REQUIRED WORK: Look through the data below for the line with "use billionaire::prelude::*;", and transcribe it exactly together with each line after it up to and including the line with "let amt = if". Give nothing else.

DATASET EXTRACT:

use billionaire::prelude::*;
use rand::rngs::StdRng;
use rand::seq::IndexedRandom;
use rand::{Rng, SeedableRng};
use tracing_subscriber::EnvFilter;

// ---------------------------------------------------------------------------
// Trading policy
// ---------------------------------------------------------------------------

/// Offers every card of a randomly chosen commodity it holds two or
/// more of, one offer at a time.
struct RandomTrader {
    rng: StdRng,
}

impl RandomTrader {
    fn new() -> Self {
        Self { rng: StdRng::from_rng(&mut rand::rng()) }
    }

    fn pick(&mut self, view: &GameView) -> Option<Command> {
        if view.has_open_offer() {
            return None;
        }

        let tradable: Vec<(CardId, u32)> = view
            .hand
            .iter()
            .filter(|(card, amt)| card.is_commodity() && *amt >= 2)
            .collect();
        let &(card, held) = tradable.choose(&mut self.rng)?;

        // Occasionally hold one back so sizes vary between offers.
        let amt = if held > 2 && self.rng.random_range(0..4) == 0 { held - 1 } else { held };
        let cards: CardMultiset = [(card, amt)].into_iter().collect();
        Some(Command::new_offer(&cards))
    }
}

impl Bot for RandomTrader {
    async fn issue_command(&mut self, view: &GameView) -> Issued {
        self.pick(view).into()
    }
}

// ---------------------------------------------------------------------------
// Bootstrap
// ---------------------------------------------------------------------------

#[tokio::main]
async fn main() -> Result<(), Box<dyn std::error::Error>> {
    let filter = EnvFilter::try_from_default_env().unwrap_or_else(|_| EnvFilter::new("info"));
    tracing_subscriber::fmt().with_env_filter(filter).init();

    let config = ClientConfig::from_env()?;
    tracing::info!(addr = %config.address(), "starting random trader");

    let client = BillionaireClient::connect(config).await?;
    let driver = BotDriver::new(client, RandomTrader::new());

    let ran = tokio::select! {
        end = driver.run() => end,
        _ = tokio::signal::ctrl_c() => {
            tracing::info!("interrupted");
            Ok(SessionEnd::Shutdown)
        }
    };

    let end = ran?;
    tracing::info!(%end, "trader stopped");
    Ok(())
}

* * *

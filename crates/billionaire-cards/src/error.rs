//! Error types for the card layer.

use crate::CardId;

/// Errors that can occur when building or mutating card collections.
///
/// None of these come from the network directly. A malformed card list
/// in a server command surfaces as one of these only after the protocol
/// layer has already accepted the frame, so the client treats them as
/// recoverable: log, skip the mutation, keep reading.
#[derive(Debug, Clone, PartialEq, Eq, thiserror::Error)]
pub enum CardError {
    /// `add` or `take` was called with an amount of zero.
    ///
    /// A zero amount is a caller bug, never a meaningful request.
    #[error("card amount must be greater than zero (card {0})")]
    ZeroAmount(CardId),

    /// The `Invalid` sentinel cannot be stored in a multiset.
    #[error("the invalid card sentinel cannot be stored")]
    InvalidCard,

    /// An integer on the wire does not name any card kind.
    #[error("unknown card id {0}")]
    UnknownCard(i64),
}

...

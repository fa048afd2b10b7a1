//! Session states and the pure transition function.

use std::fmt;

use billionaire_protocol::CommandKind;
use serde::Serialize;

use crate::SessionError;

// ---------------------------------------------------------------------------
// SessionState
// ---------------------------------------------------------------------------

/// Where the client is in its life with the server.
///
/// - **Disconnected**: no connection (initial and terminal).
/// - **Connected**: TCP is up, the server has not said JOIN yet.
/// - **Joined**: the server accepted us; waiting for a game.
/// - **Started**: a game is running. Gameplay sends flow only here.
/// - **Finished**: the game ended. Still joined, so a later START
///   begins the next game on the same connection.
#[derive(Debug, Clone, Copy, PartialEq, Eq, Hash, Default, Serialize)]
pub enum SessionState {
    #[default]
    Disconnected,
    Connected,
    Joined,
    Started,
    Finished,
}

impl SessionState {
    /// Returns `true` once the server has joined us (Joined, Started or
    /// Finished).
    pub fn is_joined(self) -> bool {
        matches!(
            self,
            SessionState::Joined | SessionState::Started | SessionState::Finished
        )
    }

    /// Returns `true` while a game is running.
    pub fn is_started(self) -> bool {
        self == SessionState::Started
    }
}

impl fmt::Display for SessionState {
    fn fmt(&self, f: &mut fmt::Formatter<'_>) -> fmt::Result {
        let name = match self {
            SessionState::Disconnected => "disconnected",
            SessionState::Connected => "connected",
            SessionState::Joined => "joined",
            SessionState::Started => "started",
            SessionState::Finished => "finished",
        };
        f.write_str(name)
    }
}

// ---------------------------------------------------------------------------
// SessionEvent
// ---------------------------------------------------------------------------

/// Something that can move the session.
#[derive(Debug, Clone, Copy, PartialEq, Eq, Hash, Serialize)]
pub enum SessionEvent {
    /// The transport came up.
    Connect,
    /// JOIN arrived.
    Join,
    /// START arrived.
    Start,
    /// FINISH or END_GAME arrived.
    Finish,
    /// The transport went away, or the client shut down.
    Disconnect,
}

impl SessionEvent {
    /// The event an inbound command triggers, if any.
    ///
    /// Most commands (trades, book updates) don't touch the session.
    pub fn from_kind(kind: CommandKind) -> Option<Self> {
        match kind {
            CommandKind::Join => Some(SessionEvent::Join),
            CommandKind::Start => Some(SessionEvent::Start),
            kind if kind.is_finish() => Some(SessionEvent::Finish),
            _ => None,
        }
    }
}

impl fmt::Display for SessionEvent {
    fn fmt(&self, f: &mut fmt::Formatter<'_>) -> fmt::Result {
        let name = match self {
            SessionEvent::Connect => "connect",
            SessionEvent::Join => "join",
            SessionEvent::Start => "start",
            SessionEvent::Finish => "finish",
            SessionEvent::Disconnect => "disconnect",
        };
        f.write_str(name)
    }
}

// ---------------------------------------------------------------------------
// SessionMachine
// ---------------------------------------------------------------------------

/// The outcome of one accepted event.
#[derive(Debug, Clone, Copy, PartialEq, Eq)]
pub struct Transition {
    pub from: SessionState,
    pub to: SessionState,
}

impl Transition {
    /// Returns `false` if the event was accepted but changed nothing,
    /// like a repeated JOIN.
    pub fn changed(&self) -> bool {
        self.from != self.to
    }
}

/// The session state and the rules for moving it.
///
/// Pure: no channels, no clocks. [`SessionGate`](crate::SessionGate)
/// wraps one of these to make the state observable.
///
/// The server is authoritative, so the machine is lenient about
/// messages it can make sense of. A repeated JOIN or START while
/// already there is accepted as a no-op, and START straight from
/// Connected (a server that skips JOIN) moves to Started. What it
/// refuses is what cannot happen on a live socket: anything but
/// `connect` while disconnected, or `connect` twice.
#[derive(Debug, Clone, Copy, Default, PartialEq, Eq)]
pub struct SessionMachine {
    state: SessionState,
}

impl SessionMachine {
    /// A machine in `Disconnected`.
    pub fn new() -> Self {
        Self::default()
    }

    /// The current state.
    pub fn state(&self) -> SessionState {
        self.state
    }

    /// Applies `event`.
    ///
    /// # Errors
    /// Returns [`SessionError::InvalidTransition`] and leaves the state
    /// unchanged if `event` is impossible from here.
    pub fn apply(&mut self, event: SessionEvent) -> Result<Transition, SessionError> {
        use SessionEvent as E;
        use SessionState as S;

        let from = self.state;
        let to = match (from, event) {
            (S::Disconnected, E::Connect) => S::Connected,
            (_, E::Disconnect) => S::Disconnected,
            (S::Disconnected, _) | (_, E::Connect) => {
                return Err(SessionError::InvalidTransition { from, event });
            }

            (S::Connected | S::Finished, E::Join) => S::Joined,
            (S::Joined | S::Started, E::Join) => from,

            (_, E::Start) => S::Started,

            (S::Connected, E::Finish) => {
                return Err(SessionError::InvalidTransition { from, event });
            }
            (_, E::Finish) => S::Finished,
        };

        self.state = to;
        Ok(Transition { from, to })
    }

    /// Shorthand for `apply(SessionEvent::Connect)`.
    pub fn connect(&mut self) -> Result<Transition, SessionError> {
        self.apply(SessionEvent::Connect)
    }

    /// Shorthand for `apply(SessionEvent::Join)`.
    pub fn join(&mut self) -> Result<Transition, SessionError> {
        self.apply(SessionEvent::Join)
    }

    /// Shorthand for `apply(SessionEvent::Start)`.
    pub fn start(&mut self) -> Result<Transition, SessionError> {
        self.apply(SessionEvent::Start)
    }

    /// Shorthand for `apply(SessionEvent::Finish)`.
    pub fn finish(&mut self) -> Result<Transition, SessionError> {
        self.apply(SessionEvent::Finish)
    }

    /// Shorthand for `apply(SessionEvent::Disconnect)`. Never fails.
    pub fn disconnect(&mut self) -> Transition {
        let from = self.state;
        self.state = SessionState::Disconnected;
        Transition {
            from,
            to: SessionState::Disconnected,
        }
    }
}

SOLUTION FOR THIS EXERCISE:
use billionaire::prelude::*;
use rand::rngs::StdRng;
use rand::seq::IndexedRandom;
use rand::{Rng, SeedableRng};
use tracing_subscriber::EnvFilter;

// ---------------------------------------------------------------------------
// Trading policy
// ---------------------------------------------------------------------------

/// Offers every card of a randomly chosen commodity it holds two or
/// more of, one offer at a time.
struct RandomTrader {
    rng: StdRng,
}

impl RandomTrader {
    fn new() -> Self {
        Self { rng: StdRng::from_rng(&mut rand::rng()) }
    }

    fn pick(&mut self, view: &GameView) -> Option<Command> {
        if view.has_open_offer() {
            return None;
        }

        let tradable: Vec<(CardId, u32)> = view
            .hand
            .iter()
            .filter(|(card, amt)| card.is_commodity() && *amt >= 2)
            .collect();
        let &(card, held) = tradable.choose(&mut self.rng)?;

        // Occasionally hold one back so sizes vary between offers.
        let amt = if held > 2 && self.rng.random_range(0..4) == 0 { held - 1 } else { held };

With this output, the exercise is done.